4 The survival genre as a mixed genre

Ritzer and Schulze point out the term of “hybridisation” defined in Mikhail Bakhtin’s linguistic work “as a blending of two social spheres within in a single utterance” (Ritzer and Schulze 21). As editors of the volume Genre Hybridisation. Global Cinematic Flow, they intend to regard “hybridisation” in film and the “genre configuration” in the context of cultural globalization (Ritzer and Schulze 22). Paraphrasing the upper definition, I see the cinematic hybrid as a blending of two or more genres in a “single utterance”, in a single film.
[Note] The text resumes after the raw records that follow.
/*! The quadratic-programming seam of the controller, plus a built-in dense
solver.

A controller needs one capability from its solver: "given a strictly convex
QP with box-bounded variables and linear constraint rows, produce the
minimizer, warm-starting from the previous solve". [QpSolver] is that seam;
[AdmmSolver] is the bundled implementation, a dense operator-splitting
(ADMM) method of the OSQP family. It stacks the box `[I]` on top of the
constraint rows `[A]`, regularizes the KKT system with `σ`, boosts the
per-row penalty on equality rows, and over-relaxes the iterates. The
working-set budget `nwsr` bounds the number of penalty-retuning rounds; each
round refactors the KKT matrix once and runs a fixed block of sweeps.

All workspace is sized by [QpSolver::resize]; solving allocates nothing. */

use crate::errors::Error;
use nalgebra::{DMatrix, DVector};
use tracing::trace;

/// One step's quadratic program, borrowed from the controller's workspace.
///
/// Minimize `½ xᵀ diag(h_diag) x + gᵀ x` subject to `lb ≤ x ≤ ub` and
/// `lb_a ≤ A x ≤ ub_a`.
#[derive(Debug)]
pub struct QpProblem<'a> {
    pub h_diag: &'a DVector<f64>,
    pub g: &'a DVector<f64>,
    pub a: &'a DMatrix<f64>,
    pub lb: &'a DVector<f64>,
    pub ub: &'a DVector<f64>,
    pub lb_a: &'a DVector<f64>,
    pub ub_a: &'a DVector<f64>,
}

impl QpProblem<'_> {
    pub fn num_vars(&self) -> usize {
        self.h_diag.len()
    }

    pub fn num_rows(&self) -> usize {
        self.lb_a.len()
    }
}

/// What a controller requires from a QP backend.
pub trait QpSolver {
    /// Size the internal workspace for `vars` decision variables and `rows`
    /// general constraint rows. Called once at controller generation.
    fn resize(&mut self, vars: usize, rows: usize);

    /// Solve from scratch, discarding any previous iterates.
    fn cold_solve(&mut self, qp: &QpProblem<'_>, nwsr: usize) -> Result<&DVector<f64>, Error>;

    /// Solve starting from the iterates of the previous call.
    fn warm_solve(&mut self, qp: &QpProblem<'_>, nwsr: usize) -> Result<&DVector<f64>, Error>;
}

const SIGMA: f64 = 1e-6;
const ALPHA: f64 = 1.6;
const RHO_INIT: f64 = 0.1;
const RHO_MIN: f64 = 1e-6;
const RHO_MAX: f64 = 1e6;
const RHO_EQ_SCALE: f64 = 1e3;
const EPS_ABS: f64 = 1e-6;
const EPS_REL: f64 = 1e-6;
const SWEEPS_PER_ROUND: usize = 100;
const CHECK_EVERY: usize = 10;
const EQ_TOL: f64 = 1e-12;

/// Dense ADMM solver with preallocated workspace.
#[derive(Debug)]
pub struct AdmmSolver {
    nv: usize,
    nc: usize,
    rho_bar: f64,
    // iterates (persist across warm solves)
    x: DVector<f64>,
    z: DVector<f64>,
    y: DVector<f64>,
    // per-sweep scratch
    rho: DVector<f64>,
    xt: DVector<f64>,
    zt: DVector<f64>,
    wrow: DVector<f64>,
    rhs: DVector<f64>,
    ax: DVector<f64>,
    dres: DVector<f64>,
    kkt: DMatrix<f64>,
    lfac: DMatrix<f64>,
    ascaled: DMatrix<f64>,
}

impl Default for AdmmSolver {
    fn default() -> Self {
        Self::new()
    }
}

impl AdmmSolver {
    pub fn new() -> Self {
        Self {
            nv: 0,
            nc: 0,
            rho_bar: RHO_INIT,
            x: DVector::zeros(0),
            z: DVector::zeros(0),
            y: DVector::zeros(0),
            rho: DVector::zeros(0),
            xt: DVector::zeros(0),
            zt: DVector::zeros(0),
            wrow: DVector::zeros(0),
            rhs: DVector::zeros(0),
            ax: DVector::zeros(0),
            dres: DVector::zeros(0),
            kkt: DMatrix::zeros(0, 0),
            lfac: DMatrix::zeros(0, 0),
            ascaled: DMatrix::zeros(0, 0),
        }
    }

    fn solve(
        &mut self,
        qp: &QpProblem<'_>,
        nwsr: usize,
        warm: bool,
    ) -> Result<&DVector<f64>, Error> {
        let (nv, nc) = (qp.num_vars(), qp.num_rows());
        if nv != self.nv || nc != self.nc {
            self.resize(nv, nc);
        }
        if nv == 0 {
            return Ok(&self.x);
        }
        let stacked = nv + nc;

        // Crossed bounds can never be satisfied; report before iterating.
        for j in 0..nv {
            if qp.lb[j] > qp.ub[j] {
                return Err(Error::Infeasible(j));
            }
        }
        for r in 0..nc {
            if qp.lb_a[r] > qp.ub_a[r] {
                return Err(Error::Infeasible(r));
            }
        }

        if !warm {
            self.x.fill(0.0);
            self.z.fill(0.0);
            self.y.fill(0.0);
            self.rho_bar = RHO_INIT;
        }

        let bound = |r: usize| -> (f64, f64) {
            if r < nv {
                (qp.lb[r], qp.ub[r])
            } else {
                (qp.lb_a[r - nv], qp.ub_a[r - nv])
            }
        };

        for round in 0..nwsr.max(1) {
            // Per-row penalties, boosted where the row is an equality.
            for r in 0..stacked {
                let (l, u) = bound(r);
                let rho = if u - l <= EQ_TOL {
                    self.rho_bar * RHO_EQ_SCALE
                } else {
                    self.rho_bar
                };
                self.rho[r] = rho.clamp(RHO_MIN, RHO_MAX);
            }

            // KKT = diag(h + σ + ρ_box) + Aᵀ diag(ρ_rows) A, factored in place.
            self.ascaled.copy_from(qp.a);
            for r in 0..nc {
                self.ascaled.row_mut(r).scale_mut(self.rho[nv + r]);
            }
            self.kkt.gemm_tr(1.0, qp.a, &self.ascaled, 0.0);
            for j in 0..nv {
                self.kkt[(j, j)] += qp.h_diag[j] + SIGMA + self.rho[j];
            }
            self.lfac.copy_from(&self.kkt);
            cholesky_in_place(&mut self.lfac)?;

            for sweep in 0..SWEEPS_PER_ROUND {
                // x̃ = KKT⁻¹ (σx − g + Ãᵀ(ρ∘z − y))
                for j in 0..nv {
                    self.rhs[j] =
                        SIGMA * self.x[j] - qp.g[j] + self.rho[j] * self.z[j] - self.y[j];
                }
                for r in 0..nc {
                    self.wrow[r] = self.rho[nv + r] * self.z[nv + r] - self.y[nv + r];
                }
                self.rhs.gemv_tr(1.0, qp.a, &self.wrow, 1.0);
                self.xt.copy_from(&self.rhs);
                cholesky_solve(&self.lfac, &mut self.xt);

                // z̃ = Ã x̃
                self.zt.rows_mut(0, nv).copy_from(&self.xt);
                self.zt.rows_mut(nv, nc).gemv(1.0, qp.a, &self.xt, 0.0);

                for j in 0..nv {
                    self.x[j] = ALPHA * self.xt[j] + (1.0 - ALPHA) * self.x[j];
                }
                for r in 0..stacked {
                    let (l, u) = bound(r);
                    let relaxed = ALPHA * self.zt[r] + (1.0 - ALPHA) * self.z[r];
                    let znew = (relaxed + self.y[r] / self.rho[r]).clamp(l, u);
                    self.y[r] += self.rho[r] * (relaxed - znew);
                    self.z[r] = znew;
                }

                if (sweep + 1) % CHECK_EVERY != 0 {
                    continue;
                }
                let (rp, rd, sp, sd) = self.residuals(qp);
                if rp <= EPS_ABS + EPS_REL * sp && rd <= EPS_ABS + EPS_REL * sd {
                    trace!(round, sweep, rp, rd, "qp converged");
                    return Ok(&self.x);
                }
            }

            // Retune the penalty towards balanced residuals and refactor.
            let (rp, rd, sp, sd) = self.residuals(qp);
            let rp_rel = rp / sp.max(EPS_ABS);
            let rd_rel = rd / sd.max(EPS_ABS);
            if rd_rel > 0.0 {
                self.rho_bar =
                    (self.rho_bar * (rp_rel / rd_rel).sqrt()).clamp(RHO_MIN, RHO_MAX);
            }
            trace!(round, rp, rd, rho = self.rho_bar, "qp penalty retuned");
        }
        Err(Error::SolverBudget(nwsr))
    }

    /// Primal/dual residual ∞-norms and their scale factors.
    fn residuals(&mut self, qp: &QpProblem<'_>) -> (f64, f64, f64, f64) {
        let (nv, nc) = (self.nv, self.nc);
        self.ax.rows_mut(0, nv).copy_from(&self.x);
        self.ax.rows_mut(nv, nc).gemv(1.0, qp.a, &self.x, 0.0);
        let mut rp: f64 = 0.0;
        let mut sp: f64 = 0.0;
        for r in 0..nv + nc {
            rp = rp.max((self.ax[r] - self.z[r]).abs());
            sp = sp.max(self.ax[r].abs()).max(self.z[r].abs());
        }
        for j in 0..nv {
            self.dres[j] = qp.h_diag[j] * self.x[j] + qp.g[j] + self.y[j];
        }
        let sd = self.dres.amax();
        self.dres.gemv_tr(1.0, qp.a, &self.y.rows(nv, nc), 1.0);
        let rd = self.dres.amax();
        (rp, rd, sp, sd.max(rd))
    }
}

impl QpSolver for AdmmSolver {
    fn resize(&mut self, vars: usize, rows: usize) {
        self.nv = vars;
        self.nc = rows;
        let stacked = vars + rows;
        self.rho_bar = RHO_INIT;
        self.x = DVector::zeros(vars);
        self.z = DVector::zeros(stacked);
        self.y = DVector::zeros(stacked);
        self.rho = DVector::zeros(stacked);
        self.xt = DVector::zeros(vars);
        self.zt = DVector::zeros(stacked);
        self.wrow = DVector::zeros(rows);
        self.rhs = DVector::zeros(vars);
        self.ax = DVector::zeros(stacked);
        self.dres = DVector::zeros(vars);
        self.kkt = DMatrix::zeros(vars, vars);
        self.lfac = DMatrix::zeros(vars, vars);
        self.ascaled = DMatrix::zeros(rows, vars);
    }

    fn cold_solve(&mut self, qp: &QpProblem<'_>, nwsr: usize) -> Result<&DVector<f64>, Error> {
        self.solve(qp, nwsr, false)
    }

    fn warm_solve(&mut self, qp: &QpProblem<'_>, nwsr: usize) -> Result<&DVector<f64>, Error> {
        self.solve(qp, nwsr, true)
    }
}

/// In-place dense Cholesky of the lower triangle; the strict upper triangle
/// is left untouched and ignored by [cholesky_solve].
fn cholesky_in_place(m: &mut DMatrix<f64>) -> Result<(), Error> {
    let n = m.nrows();
    for j in 0..n {
        let mut diag = m[(j, j)];
        for k in 0..j {
            diag -= m[(j, k)] * m[(j, k)];
        }
        if diag <= 0.0 {
            return Err(Error::NotConvex);
        }
        let diag = diag.sqrt();
        m[(j, j)] = diag;
        for i in j + 1..n {
            let mut v = m[(i, j)];
            for k in 0..j {
                v -= m[(i, k)] * m[(j, k)];
            }
            m[(i, j)] = v / diag;
        }
    }
    Ok(())
}

/// Solve `L Lᵀ x = b` in place, with `L` from [cholesky_in_place].
fn cholesky_solve(l: &DMatrix<f64>, b: &mut DVector<f64>) {
    let n = l.nrows();
    for i in 0..n {
        let mut v = b[i];
        for k in 0..i {
            v -= l[(i, k)] * b[k];
        }
        b[i] = v / l[(i, i)];
    }
    for i in (0..n).rev() {
        let mut v = b[i];
        for k in i + 1..n {
            v -= l[(k, i)] * b[k];
        }
        b[i] = v / l[(i, i)];
    }
}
For the scope of simplifying my analysis, I will consider survival movies, first and foremost, as a subgenre of adventure films genre, but, due to the contemporary tendency of “mixing and hybridization of genres” (Moine 155), certain cinematic stories of survival may be seen as subgenres or “hybrids” related with other genres. For example, The Martian (Scott 2015) may be considered a survival Sci-Fi, A Walk into the Woods (Kwapis 2015) may be labeled as a comedy and drama with at least one episode of survival, Meek’s Cutoff (Reichardt 2011) is a survival Western and Wild (Vallee 2014) is a biographical drama with a “flavor” of survival. In the following, I will present some possible categories and occurrences that may describe survival films as a mixed genre.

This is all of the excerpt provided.